ICE destina 38 mil millones de dólares a expansión de centros de detención migratoria en EE.UU.
La agencia de inmigración ICE planea invertir cerca de 38 mil millones de dólares para crear y ampliar centros de detención de migrantes en Estados Unidos, com…
El Servicio de Inmigración y Control de Aduanas de Estados Unidos (ICE) planea invertir aproximadamente 38 mil millones de dólares en la creación y ampliación de centros de detención para migrantes. Esta iniciativa, desarrollada bajo el marco del Departamento de Seguridad Nacional, forma parte de un modelo impulsado durante la administración del presidente Donald Trump y tiene como fecha límite de operatividad el 30 de noviembre de 2026.
Según documentos oficiales publicados por autoridades estatales, el proyecto incluye la adquisición y renovación de más de veinte edificios. La infraestructura contempla ocho grandes centros y dieciséis sitios de procesamiento regional, destinados a alojar a miles de personas mientras se resuelve su situación legal migratoria. El objetivo declarado es ampliar significativamente la capacidad del sistema migratorio estadounidense.

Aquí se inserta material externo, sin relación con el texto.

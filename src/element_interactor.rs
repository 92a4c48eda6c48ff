//! Resilient element lookups and interactions
//!
//! Every find/click/type goes through [`ElementInteractor`], which retries
//! transient failures (late rendering, animations, overlays) a bounded number
//! of times. Nothing here returns an error: absence is `None`, failure is
//! `false`, and both are logged with the selector involved.

use std::time::Duration;

use tokio::time::{Instant, sleep};
use tracing::{debug, error, warn};

use crate::session::{BrowserSession, SessionError};
use crate::types::{RetryPolicy, Selector};

/// What an element must satisfy to count as found
#[derive(Clone, Copy, Debug, PartialEq, Eq)]
enum Readiness {
    /// Attached to the DOM
    Present,
    /// Attached and displayed
    Visible,
    /// Displayed and enabled
    Clickable,
}

/// Retrying wrapper around a [`BrowserSession`]
pub struct ElementInteractor<S: BrowserSession> {
    session: S,
    policy: RetryPolicy,
}

impl<S: BrowserSession> ElementInteractor<S> {
    pub fn new(session: S) -> Self {
        Self::with_policy(session, RetryPolicy::default())
    }

    pub fn with_policy(session: S, policy: RetryPolicy) -> Self {
        Self { session, policy }
    }

    pub fn session(&self) -> &S {
        &self.session
    }

    pub fn policy(&self) -> &RetryPolicy {
        &self.policy
    }

    /// Give the session back, e.g. to quit the browser
    pub fn into_session(self) -> S {
        self.session
    }

    /// Wait until an element is displayed and enabled, retrying whole waits
    pub async fn wait_for_clickable(
        &self,
        selector: &Selector,
        timeout: Duration,
    ) -> Option<S::Element> {
        let attempts = self.attempts();
        for attempt in 1..=attempts {
            if let Some(element) = self.poll(selector, Readiness::Clickable, timeout).await {
                return Some(element);
            }
            warn!(
                "Attempt {}: Element with {} not found or not clickable",
                attempt, selector
            );
            self.pause_between(attempt, attempts).await;
        }

        error!(
            "Failed to find clickable element with {} after {} attempts",
            selector, attempts
        );
        None
    }

    /// Wait until an element is attached to the DOM, retrying whole waits
    pub async fn find(&self, selector: &Selector, timeout: Duration) -> Option<S::Element> {
        let attempts = self.attempts();
        for attempt in 1..=attempts {
            if let Some(element) = self.poll(selector, Readiness::Present, timeout).await {
                return Some(element);
            }
            warn!(
                "Attempt {}: Failed to find element with {}",
                attempt, selector
            );
            self.pause_between(attempt, attempts).await;
        }

        error!(
            "Failed to find element with {} after {} attempts",
            selector, attempts
        );
        None
    }

    /// Single wait for a displayed element, without retries or error logs.
    /// Meant for screens that may legitimately never show up.
    pub async fn probe(&self, selector: &Selector, timeout: Duration) -> Option<S::Element> {
        let found = self.poll(selector, Readiness::Visible, timeout).await;
        debug!(
            "Probe for {}: {}",
            selector,
            if found.is_some() { "present" } else { "absent" }
        );
        found
    }

    /// All elements currently matching, without waiting
    pub async fn find_all(&self, selector: &Selector) -> Vec<S::Element> {
        match self.session.find_all(selector).await {
            Ok(elements) => elements,
            Err(e) => {
                debug!("Lookup of {} failed: {}", selector, e);
                Vec::new()
            }
        }
    }

    /// Best-effort scroll, followed by a short settle delay
    pub async fn scroll_into_view(&self, element: &S::Element) {
        if let Err(e) = self.session.scroll_into_view(element).await {
            debug!("Could not scroll element into view: {}", e);
        }
        sleep(self.policy.settle_delay).await;
    }

    /// Click with a script-click fallback when the pointer click is intercepted
    pub async fn click(&self, element: &S::Element) -> bool {
        match self.try_click(element).await {
            Ok(()) => true,
            Err(e) => {
                error!("Failed to click element: {}", e);
                false
            }
        }
    }

    async fn try_click(&self, element: &S::Element) -> Result<(), SessionError> {
        match self.session.click(element).await {
            Err(SessionError::ClickIntercepted(reason)) => {
                warn!(
                    "Click intercepted, retrying with JavaScript click: {}",
                    reason
                );
                self.session.script_click(element).await
            }
            other => other,
        }
    }

    /// Locate, scroll into view, then type `text` or click
    ///
    /// `None` and an empty string both mean click.
    pub async fn interact(&self, selector: &Selector, text: Option<&str>, timeout: Duration) -> bool {
        let attempts = self.attempts();
        for attempt in 1..=attempts {
            let Some(element) = self.wait_for_clickable(selector, timeout).await else {
                return false;
            };

            self.scroll_into_view(&element).await;

            let result = match text {
                Some(text) if !text.is_empty() => self.session.send_keys(&element, text).await,
                _ => self.try_click(&element).await,
            };

            match result {
                Ok(()) => return true,
                Err(e) if e.is_transient() => {
                    warn!("Attempt {} on {} failed: {}", attempt, selector, e);
                    self.pause_between(attempt, attempts).await;
                }
                Err(e) => {
                    error!("Failed to interact with element {}: {}", selector, e);
                    return false;
                }
            }
        }

        error!(
            "Failed to interact with element {} after {} attempts",
            selector, attempts
        );
        false
    }

    /// [`interact`](Self::interact) with the policy's default timeout
    pub async fn interact_default(&self, selector: &Selector, text: Option<&str>) -> bool {
        self.interact(selector, text, self.policy.default_timeout)
            .await
    }

    /// Poll until no matching element is displayed
    pub async fn wait_for_disappearance(&self, selector: &Selector, timeout: Duration) -> bool {
        let deadline = Instant::now() + timeout;
        loop {
            if !self.any_displayed(selector).await {
                return true;
            }
            if !self.wait_next_poll(deadline).await {
                error!("Element did not disappear: {}", selector);
                return false;
            }
        }
    }

    /// Poll until more than `count` elements match
    pub async fn wait_for_count_above(
        &self,
        selector: &Selector,
        count: usize,
        timeout: Duration,
    ) -> bool {
        let deadline = Instant::now() + timeout;
        loop {
            if self.find_all(selector).await.len() > count {
                return true;
            }
            if !self.wait_next_poll(deadline).await {
                error!(
                    "Expected more than {} elements matching {}",
                    count, selector
                );
                return false;
            }
        }
    }

    fn attempts(&self) -> u32 {
        self.policy.max_retries.max(1)
    }

    async fn pause_between(&self, attempt: u32, attempts: u32) {
        if attempt < attempts {
            sleep(self.policy.retry_delay).await;
        }
    }

    /// One bounded wait: poll every `poll_interval` until found or `timeout` passes
    async fn poll(
        &self,
        selector: &Selector,
        readiness: Readiness,
        timeout: Duration,
    ) -> Option<S::Element> {
        let deadline = Instant::now() + timeout;
        loop {
            if let Some(element) = self.locate(selector, readiness).await {
                return Some(element);
            }
            if !self.wait_next_poll(deadline).await {
                return None;
            }
        }
    }

    /// Sleep until the next poll; `false` once the deadline has passed
    async fn wait_next_poll(&self, deadline: Instant) -> bool {
        let now = Instant::now();
        if now >= deadline {
            return false;
        }
        sleep(self.policy.poll_interval.min(deadline - now)).await;
        true
    }

    async fn locate(&self, selector: &Selector, readiness: Readiness) -> Option<S::Element> {
        for element in self.find_all(selector).await {
            if self.is_ready(&element, readiness).await {
                return Some(element);
            }
        }
        None
    }

    async fn is_ready(&self, element: &S::Element, readiness: Readiness) -> bool {
        if readiness == Readiness::Present {
            return true;
        }

        // Stale or detached elements are simply not ready yet
        let displayed = self.session.is_displayed(element).await.unwrap_or(false);
        if readiness == Readiness::Visible || !displayed {
            return displayed;
        }

        self.session.is_enabled(element).await.unwrap_or(false)
    }

    async fn any_displayed(&self, selector: &Selector) -> bool {
        for element in self.find_all(selector).await {
            if self.session.is_displayed(&element).await.unwrap_or(false) {
                return true;
            }
        }
        false
    }
}

#[cfg(test)]
#[path = "element_interactor_test.rs"]
mod element_interactor_test;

Las nuevas instalaciones se clasificarán según su tamaño y función. Los denominados 'megacentros' tendrán capacidad para albergar entre siete mil y diez mil migrantes cada uno. En estos lugares, los individuos podrían permanecer detenidos hasta sesenta días antes de enfrentar una deportación u otra resolución legal. Por otro lado, los centros regionales están diseñados para recibir entre mil y mil quinientas personas, con estancias previstas de tres a siete días. Además, se adaptarán instalaciones existentes para incrementar el número de camas disponibles.
Un ejemplo concreto es un edificio identificado en el estado de New Hampshire, donde se prevé instalar entre cuatrocientas y seiscientas camas. Esta expansión se produce en un contexto de aumento en la población bajo custodia migratoria. Datos oficiales indican que, desde el regreso de Donald Trump a la presidencia, el número de migrantes detenidos pasó de menos de cuarenta mil a más de setenta mil personas.
Paralelamente, la plantilla de agentes del ICE también ha crecido, pasando de diez mil a más de veintidós mil elementos, tras incrementos en el presupuesto federal asignado a la agencia. La institución sostiene que este nuevo modelo permitirá mejorar la eficiencia en el procesamiento de casos y fortalecer el sistema migratorio en los próximos años.
Sin embargo, el plan ha generado tensiones en el Congreso estadounidense. Legisladores debaten actualmente el financiamiento y las operaciones migratorias, con algunos sectores políticos buscando limitar los recursos destinados a estas medidas, mientras que el gobierno defiende la expansión como parte fundamental de su estrategia para el control migratorio.